Press Review

Parliament has approved the government's proposed budget for 2002 - but nobody is very excited about it. "Another deja vu" says the daily Slovo. The Social Democrats and the opposition Civic Democratic Party will see their power-sharing pact through to the bitter end, says the paper. At this point nobody is interested in rocking the boat and there is no question of early elections - there's a general election scheduled for next summer. Consequently, the 2002 budget debate in Parliament was little more than an exercise in rhetoric, the paper notes.

Mlada fronta Dnes shares these sentiments, and says the next cabinet will have to deal with a rather sorry legacy. The governing Social Democrats may have done their best but it wasn't a very good performance, the paper says. The pension reform was shelved, the badly needed tax and pension reforms failed to materialise, the government's Clean Hands anti-corruption campaign fizzled out and instead of tackling excessive bureaucracy, the Social Democrats actually increased the number of civil servants by several thousand. And - last but not least - there's the legacy of high deficit spending which has become this government's trademark, says Mlada fronta Dnes.

President Havel's illness has also evoked concern, with the papers quoting his spokesman as saying that the President's condition was "fairly serious". The papers note that the President's health is obviously undermined by his duties in office and say that his doctors are now so worried about his continuing ill-health they would like to see him sheltered from travel, daily contact with crowds of people and even life in the polluted Czech capital. Of course, the president refuses to accept such restrictions and the result is chronic bad health, the paper says.

The Civic Democratic Party leader Vaclav Klaus has received plenty of attention as well, although he is in the best of health. Pravo has a snapshot of him posing with his latest publication entitled "Klaus in Brussels" and Mlada fronta Dnes has run a funny caption under its picture of Klaus saying " I'm really a Euro-optimist".

In the book, which Vaclav Klaus presented to the press and the world at large on Tuesday, the Civic Democratic Party leader explains just what he said in his speech to the European Parliament in Brussels a fortnight ago. The speech, in which Mr. Klaus asked delegates to stop the creeping integration of Europe, was the most critical ever presented on the floor of the European Parliament.

In a funny Pravo editorial called "Santa please take Klaus", Alexander Mitrofanov says that for some reason or other Vaclav Klaus has become a thorn in the side of almost all Czech politicians and if they all had to agree on a common Xmas gift it would most likely be for Santa to carry Klaus off somewhere far away from the Czech political scene.

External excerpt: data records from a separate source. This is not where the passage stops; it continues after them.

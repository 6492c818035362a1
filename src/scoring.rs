// src/scoring.rs
//! Candidate Scorer: Interest Profile × Candidate → Fit Score (0..=100) + rationale.
//!
//! Every dimension is scored independently against title + abstract + categories:
//!
//! ```text
//! dim_score = baseline + (1 - baseline) * signal        (signal in [0,1])
//! weighted  = Σ weight_d * dim_score_d / Σ weight_d * 100
//! raw       = weighted + min(boost_cap, boost * positive_hits)
//! fit       = clamp(floor(raw + 0.5), 0, 100)           (round half up)
//! ```
//!
//! Keyword adjustments run last: a negative keyword caps the score at
//! `negative_ceiling`, then a must-watch match lifts it to at least `must_watch_floor`.
//! A document that matches nothing still gets the baseline score; keywords only adjust.

use crate::candidate::{Candidate, CandidateBatch, MalformedEntry, RawCandidate};
use crate::config::ScoringConfig;
use crate::error::Result;
use crate::metrics::{ensure_described, CANDIDATES_MALFORMED, CANDIDATES_SCANNED, SCORE_MS};
use crate::profile::{Dimension, InterestProfile, Topic};
use crate::text::TermIndex;
use metrics::{counter, histogram};
use serde::Serialize;
use std::fmt;
use std::time::Instant;
use tracing::{debug, info};

/// Hits at which a topic's keyword signal saturates.
const TOPIC_SATURATION: f64 = 2.0;
/// Positive keyword hits at which the topical signal saturates on its own.
const POSITIVE_SATURATION: f64 = 3.0;
/// Cue hits at which a non-topical dimension saturates.
const CUE_SATURATION: f64 = 2.0;

pub const UNCLUSTERED: &str = "unclustered";

#[derive(Debug, Clone, PartialEq, Serialize)]
pub struct DimensionScore {
    pub dimension: Dimension,
    pub weight: u32,
    /// Raw match signal in [0,1].
    pub signal: f64,
    /// Baseline-lifted score in [0,1].
    pub score: f64,
    pub matched: Vec<String>,
}

/// How a fit score came about.
#[derive(Debug, Clone, PartialEq, Serialize)]
pub struct ScoreBreakdown {
    pub dimensions: Vec<DimensionScore>,
    /// Weighted dimension sum on the 0..100 scale.
    pub weighted: f64,
    pub positive_hits: Vec<String>,
    pub positive_boost: u32,
    pub negative_hits: Vec<String>,
    pub must_watch_hits: Vec<String>,
    /// Score before rounding and keyword clamps.
    pub raw: f64,
}

/// One reason a candidate scored the way it did. Rendered to text per report language.
#[derive(Debug, Clone, PartialEq, Eq, Serialize)]
#[serde(tag = "kind", rename_all = "snake_case")]
pub enum RationalePart {
    Topic { topic: String, terms: Vec<String> },
    Positive { terms: Vec<String> },
    Cues { dimension: Dimension, terms: Vec<String> },
    Suppressed { ceiling: u8, terms: Vec<String> },
    MustWatch { floor: u8, topics: Vec<String> },
    /// Nothing in the profile matched.
    Baseline,
}

impl fmt::Display for RationalePart {
    fn fmt(&self, f: &mut fmt::Formatter<'_>) -> fmt::Result {
        match self {
            Self::Topic { topic, terms } => {
                write!(f, "matches topic `{topic}` ({})", terms.join(", "))
            }
            Self::Positive { terms } => write!(f, "positive: {}", terms.join(", ")),
            Self::Cues { dimension, terms } => write!(f, "{dimension} cues: {}", terms.join(", ")),
            Self::Suppressed { ceiling, terms } => {
                write!(f, "suppressed to <= {ceiling} by {}", terms.join(", "))
            }
            Self::MustWatch { floor, topics } => {
                write!(f, "must-watch floor {floor} ({})", topics.join(", "))
            }
            Self::Baseline => f.write_str("no profile keywords matched; baseline dimension score"),
        }
    }
}

#[derive(Debug, Clone, PartialEq, Serialize)]
pub struct ScoredCandidate {
    pub candidate: Candidate,
    pub fit_score: u8,
    pub rationale: Vec<RationalePart>,
    /// Topic label used by the diversity constraint.
    pub primary_topic: String,
    pub breakdown: ScoreBreakdown,
}

/// Scored candidates in input order plus the entries excluded as malformed.
#[derive(Debug, Clone, Default, PartialEq, Serialize)]
pub struct ScoredBatch {
    pub scored: Vec<ScoredCandidate>,
    pub malformed: Vec<MalformedEntry>,
}

impl ScoredBatch {
    pub fn scanned_count(&self) -> usize {
        self.scored.len() + self.malformed.len()
    }
}

/// Round half up to an integer, clamped to 0..=100.
pub fn round_fit(raw: f64) -> u8 {
    if !raw.is_finite() {
        return 0;
    }
    (raw + 0.5).floor().clamp(0.0, 100.0) as u8
}

#[derive(Debug, Clone, Default)]
pub struct Scorer {
    cfg: ScoringConfig,
}

impl Scorer {
    pub fn new(cfg: ScoringConfig) -> Self {
        Self { cfg }
    }

    pub fn config(&self) -> &ScoringConfig {
        &self.cfg
    }

    /// Validate one raw entry and score it; malformed entries fail with `MalformedCandidate`.
    pub fn try_score(
        &self,
        profile: &InterestProfile,
        raw: RawCandidate,
        position: usize,
    ) -> Result<ScoredCandidate> {
        let candidate = Candidate::try_from_raw(raw, position)?;
        Ok(self.score(profile, &candidate))
    }

    /// Score every valid candidate of the batch; malformed entries pass through.
    pub fn score_batch(&self, profile: &InterestProfile, batch: &CandidateBatch) -> ScoredBatch {
        ensure_described();
        let t0 = Instant::now();
        let scored: Vec<ScoredCandidate> = batch
            .candidates
            .iter()
            .map(|c| self.score(profile, c))
            .collect();
        let ms = t0.elapsed().as_secs_f64() * 1000.0;

        histogram!(SCORE_MS).record(ms);
        counter!(CANDIDATES_SCANNED).increment(batch.scanned_count() as u64);
        counter!(CANDIDATES_MALFORMED).increment(batch.malformed.len() as u64);
        info!(
            target: "scoring",
            scanned = batch.scanned_count(),
            scored = scored.len(),
            malformed = batch.malformed.len(),
            profile_revision = profile.revision,
            elapsed_ms = ms,
            "candidate batch scored"
        );

        ScoredBatch {
            scored,
            malformed: batch.malformed.clone(),
        }
    }

    pub fn score(&self, profile: &InterestProfile, candidate: &Candidate) -> ScoredCandidate {
        let index = TermIndex::new(&candidate.search_text());
        let baseline = self.cfg.dimension_baseline.clamp(0.0, 1.0);

        let topic_hits: Vec<Vec<String>> = profile
            .topics
            .iter()
            .map(|t| index.matches(&t.keywords))
            .collect();
        let positive_hits = index.matches(&profile.positive_keywords);
        let negative_hits = index.matches(&profile.negative_keywords);
        let must_watch_hits = must_watch_matches(profile, &index, &topic_hits);

        let weights = if profile.scoring_weights.total() == 0 {
            Default::default()
        } else {
            profile.scoring_weights.clone()
        };
        let total_weight = weights.total().max(1) as f64;

        let mut dimensions = Vec::with_capacity(Dimension::ALL.len());
        let mut weighted = 0.0;
        for d in Dimension::ALL {
            let (signal, matched) = match d {
                Dimension::TopicalRelevance => {
                    topical_signal(profile, &topic_hits, positive_hits.len())
                }
                other => {
                    let m = index.matches(profile.cues(other));
                    ((m.len() as f64 / CUE_SATURATION).min(1.0), m)
                }
            };
            let score = baseline + (1.0 - baseline) * signal;
            let weight = weights.get(d);
            weighted += weight as f64 * score;
            dimensions.push(DimensionScore {
                dimension: d,
                weight,
                signal,
                score,
                matched,
            });
        }
        let weighted = weighted / total_weight * 100.0;

        let positive_boost = (u32::from(self.cfg.positive_boost) * positive_hits.len() as u32)
            .min(u32::from(self.cfg.positive_boost_cap));
        let raw = weighted + positive_boost as f64;

        let mut fit = round_fit(raw);
        if !negative_hits.is_empty() {
            fit = fit.min(self.cfg.negative_ceiling);
        }
        if !must_watch_hits.is_empty() {
            fit = fit.max(self.cfg.must_watch_floor);
        }

        let primary_topic = primary_topic(&profile.topics, &topic_hits, candidate);
        let breakdown = ScoreBreakdown {
            dimensions,
            weighted,
            positive_hits,
            positive_boost,
            negative_hits,
            must_watch_hits,
            raw,
        };
        let rationale = rationale(&primary_topic, &breakdown, &self.cfg);

        debug!(
            target: "scoring",
            id = %candidate.id,
            fit,
            raw,
            topic = %primary_topic,
            "candidate scored"
        );

        ScoredCandidate {
            candidate: candidate.clone(),
            fit_score: fit,
            rationale,
            primary_topic,
            breakdown,
        }
    }
}

// best topic signal, or positive-keyword density if that is higher
fn topical_signal(
    profile: &InterestProfile,
    topic_hits: &[Vec<String>],
    positive_hits: usize,
) -> (f64, Vec<String>) {
    let wmax = profile.max_topic_weight();
    let mut best = 0.0_f64;
    let mut matched = Vec::new();
    for (topic, hits) in profile.topics.iter().zip(topic_hits) {
        if hits.is_empty() {
            continue;
        }
        let rel = if wmax > 0.0 {
            (topic.weight / wmax).clamp(0.0, 1.0)
        } else {
            1.0
        };
        let s = (hits.len() as f64 / TOPIC_SATURATION).min(1.0) * (0.5 + 0.5 * rel);
        if s > best {
            best = s;
            matched = hits.clone();
        }
    }
    let pos = (positive_hits as f64 / POSITIVE_SATURATION).min(1.0);
    (best.max(pos), matched)
}

// a must-watch entry matches on its own phrase, or through the keywords of the topic it names
fn must_watch_matches(
    profile: &InterestProfile,
    index: &TermIndex,
    topic_hits: &[Vec<String>],
) -> Vec<String> {
    profile
        .must_watch_topics
        .iter()
        .filter(|label| {
            index.contains(label)
                || profile
                    .topics
                    .iter()
                    .zip(topic_hits)
                    .any(|(t, h)| t.label == **label && !h.is_empty())
        })
        .cloned()
        .collect()
}

/// Topic with the most keyword hits (earlier topic wins ties), else the primary category.
fn primary_topic(topics: &[Topic], topic_hits: &[Vec<String>], candidate: &Candidate) -> String {
    let mut best: Option<(usize, usize)> = None;
    for (i, hits) in topic_hits.iter().enumerate() {
        if hits.is_empty() {
            continue;
        }
        if best.map_or(true, |(_, n)| hits.len() > n) {
            best = Some((i, hits.len()));
        }
    }
    match best {
        Some((i, _)) => topics[i].label.clone(),
        None => match candidate.primary_category() {
            Some(cat) => format!("category:{cat}"),
            None => UNCLUSTERED.to_string(),
        },
    }
}

fn rationale(primary_topic: &str, b: &ScoreBreakdown, cfg: &ScoringConfig) -> Vec<RationalePart> {
    let mut parts = Vec::new();
    if let Some(topical) = b
        .dimensions
        .iter()
        .find(|d| d.dimension == Dimension::TopicalRelevance)
        .filter(|d| !d.matched.is_empty())
    {
        parts.push(RationalePart::Topic {
            topic: primary_topic.to_string(),
            terms: topical.matched.clone(),
        });
    }
    if !b.positive_hits.is_empty() {
        parts.push(RationalePart::Positive {
            terms: b.positive_hits.clone(),
        });
    }
    let strongest = b
        .dimensions
        .iter()
        .filter(|d| d.dimension != Dimension::TopicalRelevance && !d.matched.is_empty())
        .max_by(|a, c| a.signal.total_cmp(&c.signal));
    if let Some(d) = strongest {
        parts.push(RationalePart::Cues {
            dimension: d.dimension,
            terms: d.matched.clone(),
        });
    }
    if !b.negative_hits.is_empty() {
        parts.push(RationalePart::Suppressed {
            ceiling: cfg.negative_ceiling,
            terms: b.negative_hits.clone(),
        });
    }
    if !b.must_watch_hits.is_empty() {
        parts.push(RationalePart::MustWatch {
            floor: cfg.must_watch_floor,
            topics: b.must_watch_hits.clone(),
        });
    }
    if parts.is_empty() {
        parts.push(RationalePart::Baseline);
    }
    parts
}

#[cfg(test)]
mod tests {
    use super::*;
    use chrono::{TimeZone, Utc};

    fn cand(id: &str, title: &str, abs: &str) -> Candidate {
        Candidate {
            id: id.into(),
            title: title.into(),
            authors: vec!["A. Author".into()],
            r#abstract: abs.into(),
            categories: vec!["astro-ph.GA".into()],
            published_at: Utc.with_ymd_and_hms(2025, 3, 1, 0, 0, 0).unwrap(),
            link: format!("https://arxiv.org/abs/{id}"),
        }
    }

    #[test]
    fn rounding_is_half_up() {
        assert_eq!(round_fit(10.5), 11);
        assert_eq!(round_fit(10.49), 10);
        assert_eq!(round_fit(-3.0), 0);
        assert_eq!(round_fit(140.0), 100);
        assert_eq!(round_fit(f64::NAN), 0);
    }

    #[test]
    fn zero_match_gets_baseline_not_zero() {
        let p = InterestProfile::default_template();
        let s = Scorer::default().score(&p, &cand("x", "Quarterly report", "Nothing relevant here."));
        assert_eq!(s.fit_score, 10);
        assert_eq!(s.primary_topic, "category:astro-ph.GA");
        assert_eq!(s.rationale, vec![RationalePart::Baseline]);
    }

    #[test]
    fn topic_match_beats_baseline_and_sets_primary_topic() {
        let p = InterestProfile::default_template();
        let s = Scorer::default().score(
            &p,
            &cand(
                "c1",
                "Dark matter halos and large-scale structure",
                "We run simulations of dark energy cosmology.",
            ),
        );
        assert_eq!(s.primary_topic, "cosmology");
        assert!(s.fit_score > 40, "got {}", s.fit_score);
        assert!(matches!(
            &s.rationale[0],
            RationalePart::Topic { topic, .. } if topic == "cosmology"
        ));
    }

    #[test]
    fn negative_clamps_and_must_watch_floors() {
        let mut p = InterestProfile::default_template();
        p.negative_keywords.insert("dark matter".into());
        let scorer = Scorer::default();
        let c = cand(
            "c2",
            "Dark matter halos and large-scale structure",
            "Dark energy cosmology simulations.",
        );
        assert!(scorer.score(&p, &c).fit_score <= 20);

        p.must_watch_topics.insert("fast radio burst".into());
        let fr = cand("c3", "A fast radio burst", "Short abstract.");
        assert!(scorer.score(&p, &fr).fit_score >= 70);

        // both: the floor wins
        let both = cand("c4", "Dark matter and a fast radio burst", "Short abstract.");
        assert_eq!(scorer.score(&p, &both).fit_score, 70);
    }

    #[test]
    fn malformed_raw_entry_is_an_error() {
        let p = InterestProfile::default_template();
        let raw = RawCandidate {
            id: Some("z".into()),
            title: Some("Title".into()),
            ..Default::default()
        };
        let err = Scorer::default().try_score(&p, raw, 0).unwrap_err();
        assert!(matches!(err, crate::error::RadarError::MalformedCandidate { .. }));
    }
}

As things look it will be the Civic Democratic Party leader who will be calling the shots after the next general elections and neither the Social Democrats nor the opposition Freedom Union look forward to playing second fiddle to him. As for the possibility of Klaus becoming President when Vaclav Havel's term expires in 2003 -well who would relish the idea of the Professor sitting in at every Cabinet meeting, criticising, ridiculing and lecturing? asks Mitrofanov.

And finally, Slovo reports that the inhabitants of Jakub, a town east of Prague, couldn't believe their eyes when they turned on their taps yesterday and green foam came out instead of water. Workers fixing the local piping system underground allegedly made a crucial mistake which resulted in chemicals from a local firm producing detergent contaminating the water supply for the whole town. The incident is being investigated.